Question

I'm using code similar to the following in a Makefile:

empty:=
space:= $(empty) $(empty)
path_escape = $(subst $(space),\$(space),$(1))

TOP=$(call path_escape,$(abspath .))
TARGET=$(TOP)/foo

$(info TOP='$(TOP)')
$(info TARGET='$(TARGET)')

all: $(TARGET)

$(TARGET):
    touch '$(notdir $@)'

.PHONY: $(TARGET)

If I use this in a directory with no spaces, say space-test, it works fine:

$ make
TOP='/tmp/space-test'
TARGET='/tmp/space-test/foo'
touch 'foo'

However, if I use it in a directory with spaces, say space test, then $(notdir) does the wrong thing:

TOP='/tmp/space\ test'
TARGET='/tmp/space\ test/foo'
touch 'space foo'

What's happening here is that $(notdir) interprets /tmp/space test/foo as two paths and returns the "file part" of both (i.e., space and foo). The weird part of this is that TARGET is properly escaped; somehow, inside the rule or inside $(notdir), the backslash escapes are being ignored.

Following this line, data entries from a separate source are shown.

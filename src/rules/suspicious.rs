use std::sync::LazyLock;

use regex::Regex;

use crate::eval::{CommandContext, RiskAssessment, RiskLevel};
use crate::rules::RiskRule;

struct SuspiciousPattern {
    description: &'static str,
    source: &'static str,
    regex: Regex,
}

/// Structural patterns, checked against the lower-cased command.
///
/// Chained deletion only looks for a literal `del` after the operator;
/// other destructive verbs are not covered here.
const PATTERNS: &[(&str, &str)] = &[
    ("output redirected to null device", r">\s*nul"),
    ("output redirected to null device", r">\s*/dev/null"),
    ("stderr merged into stdout", r"2>&1"),
    ("piped deletion", r"\|\s*del"),
    ("chained deletion", r"&\s*del"),
    ("conditional deletion", r"&&\s*del"),
];

static COMPILED: LazyLock<Vec<SuspiciousPattern>> = LazyLock::new(|| {
    PATTERNS
        .iter()
        .map(|&(description, source)| SuspiciousPattern {
            description,
            source,
            regex: Regex::new(source).expect("suspicious pattern must compile"),
        })
        .collect()
});

/// Flags shell constructs that hide output or chain deletions.
pub struct SuspiciousPatternRule {
    patterns: &'static [SuspiciousPattern],
}

impl SuspiciousPatternRule {
    pub fn new() -> Self {
        Self {
            patterns: COMPILED.as_slice(),
        }
    }
}

impl Default for SuspiciousPatternRule {
    fn default() -> Self {
        Self::new()
    }
}

impl RiskRule for SuspiciousPatternRule {
    fn name(&self) -> &'static str {
        "suspicious-pattern"
    }

    fn assess(&self, ctx: &CommandContext) -> Option<RiskAssessment> {
        let pattern = self.patterns.iter().find(|p| p.regex.is_match(&ctx.lowered))?;
        Some(
            RiskAssessment::new(RiskLevel::Medium, "suspicious command pattern").with_warning(
                format!(
                    "suspicious pattern detected: {} ({})",
                    pattern.description, pattern.source
                ),
            ),
        )
    }
}
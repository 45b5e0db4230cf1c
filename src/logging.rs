use std::fs::{File, OpenOptions};
use std::io::{self, Write};
use std::path::{Path, PathBuf};

use simplelog::{
    ColorChoice, CombinedLogger, ConfigBuilder, LevelFilter, SharedLogger, TermLogger,
    TerminalMode, WriteLogger,
};

use crate::eval::ValidationDecision;

/// Log target reserved for decision records.
pub const DECISION_TARGET: &str = "termguard::decision";

/// Default decision log location: ~/.local/share/termguard/decisions.log.
pub fn default_decision_log() -> Option<PathBuf> {
    let home = std::env::var_os("HOME")?;
    Some(Path::new(&home).join(".local/share/termguard/decisions.log"))
}

/// Install the global logger.
///
/// Diagnostics go to stderr (`Warn`, or `Debug` when verbose). Decision
/// records go only to `decision_log`, when given. Best-effort: a logger
/// that cannot be set up is skipped, since logging must never block the gate.
pub fn init(verbose: bool, decision_log: Option<&Path>) {
    let level = if verbose {
        LevelFilter::Debug
    } else {
        LevelFilter::Warn
    };
    let term_config = ConfigBuilder::new()
        .add_filter_ignore_str(DECISION_TARGET)
        .build();
    let mut loggers: Vec<Box<dyn SharedLogger>> = vec![TermLogger::new(
        level,
        term_config,
        TerminalMode::Stderr,
        ColorChoice::Auto,
    )];

    if let Some(path) = decision_log {
        let file_config = ConfigBuilder::new()
            .add_filter_allow_str(DECISION_TARGET)
            .set_time_format_rfc3339()
            .set_thread_level(LevelFilter::Off)
            .set_target_level(LevelFilter::Off)
            .build();
        loggers.push(WriteLogger::new(
            LevelFilter::Info,
            file_config,
            DecisionFile::new(path),
        ));
    }

    let _ = CombinedLogger::init(loggers);
}

/// Append-only decision log that opens (and creates) its file on the first
/// write, so nothing touches the disk unless a record is actually logged.
/// Failures are swallowed after the first attempt.
pub struct DecisionFile {
    path: PathBuf,
    file: Option<File>,
    failed: bool,
}

impl DecisionFile {
    pub fn new(path: &Path) -> Self {
        Self {
            path: path.to_path_buf(),
            file: None,
            failed: false,
        }
    }

    fn open(&mut self) -> Option<&mut File> {
        if self.file.is_none() && !self.failed {
            if let Some(dir) = self.path.parent() {
                let _ = std::fs::create_dir_all(dir);
            }
            match OpenOptions::new().create(true).append(true).open(&self.path) {
                Ok(file) => self.file = Some(file),
                Err(_) => self.failed = true,
            }
        }
        self.file.as_mut()
    }
}

impl Write for DecisionFile {
    fn write(&mut self, buf: &[u8]) -> io::Result<usize> {
        match self.open() {
            Some(file) => file.write(buf),
            None => Ok(buf.len()),
        }
    }

    fn flush(&mut self) -> io::Result<()> {
        match self.file.as_mut() {
            Some(file) => file.flush(),
            None => Ok(()),
        }
    }
}

/// One tab-separated decision record: verdict, risk level, command, reason.
pub fn decision_record(command: &str, decision: &ValidationDecision) -> String {
    // Keep records single-line and bounded
    let cmd: String = command
        .chars()
        .take(200)
        .map(|c| if c == '\n' || c == '\t' { ' ' } else { c })
        .collect();
    let reason = decision
        .blocked_reason
        .as_deref()
        .unwrap_or(&decision.risk.reason);
    format!(
        "{verdict}\t{level}\t{cmd}\t{reason}",
        verdict = decision.verdict().as_str(),
        level = decision.risk.level.as_str(),
    )
}

/// Emit a decision record on [`DECISION_TARGET`].
pub fn log_decision(command: &str, decision: &ValidationDecision) {
    log::info!(target: DECISION_TARGET, "{}", decision_record(command, decision));
}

What am I doing wrong here?

Was it helpful?

Solution

The $(notdir) function in GNU Make takes a list of arguments, separated by spaces. Some functions support escaping spaces with \\, but $(notdir) is not one of them.

This should work:

s? = $(subst $(empty) ,?,$1)
?s = $(subst ?, ,$1)
notdirx = $(call ?s,$(notdir $(call s?,$1)))

$(TARGET):
    touch '$(call notdirx,$@)'

This defines a "space-safe" version of notdir called notdirx. It's quite simple: s? first turns all spaces to question marks (hoping that they cannot be present in file names), and ?s converts back. In between we can safely call the original notdir function.

For an excellent summary on GNU Make and spaces in file names, see GNU Make meets file names with spaces in them.

OTHER TIPS

Assuming you have a Unix shell, you could shell out:

notdirx = $(shell basename '$1')
dirx = $(shell dirname '$1')

A similar strategy could apply to other functions. Just remember the quote marks around the variable that contains the whitespace-infected text that you want to treat as a single argument. This will also protect you from other special characters (except for quote marks!). Here's an example to double-backslash escape any spaces in the result of a wildcard glob:

$(shell ls -1 '*.foo' | sed 's/ /\\\\ /g')

Windows is putting parentheses in directory names now, too: C:\Program Files (x86)\ It's not yet clear to me what are the implications of this when using make.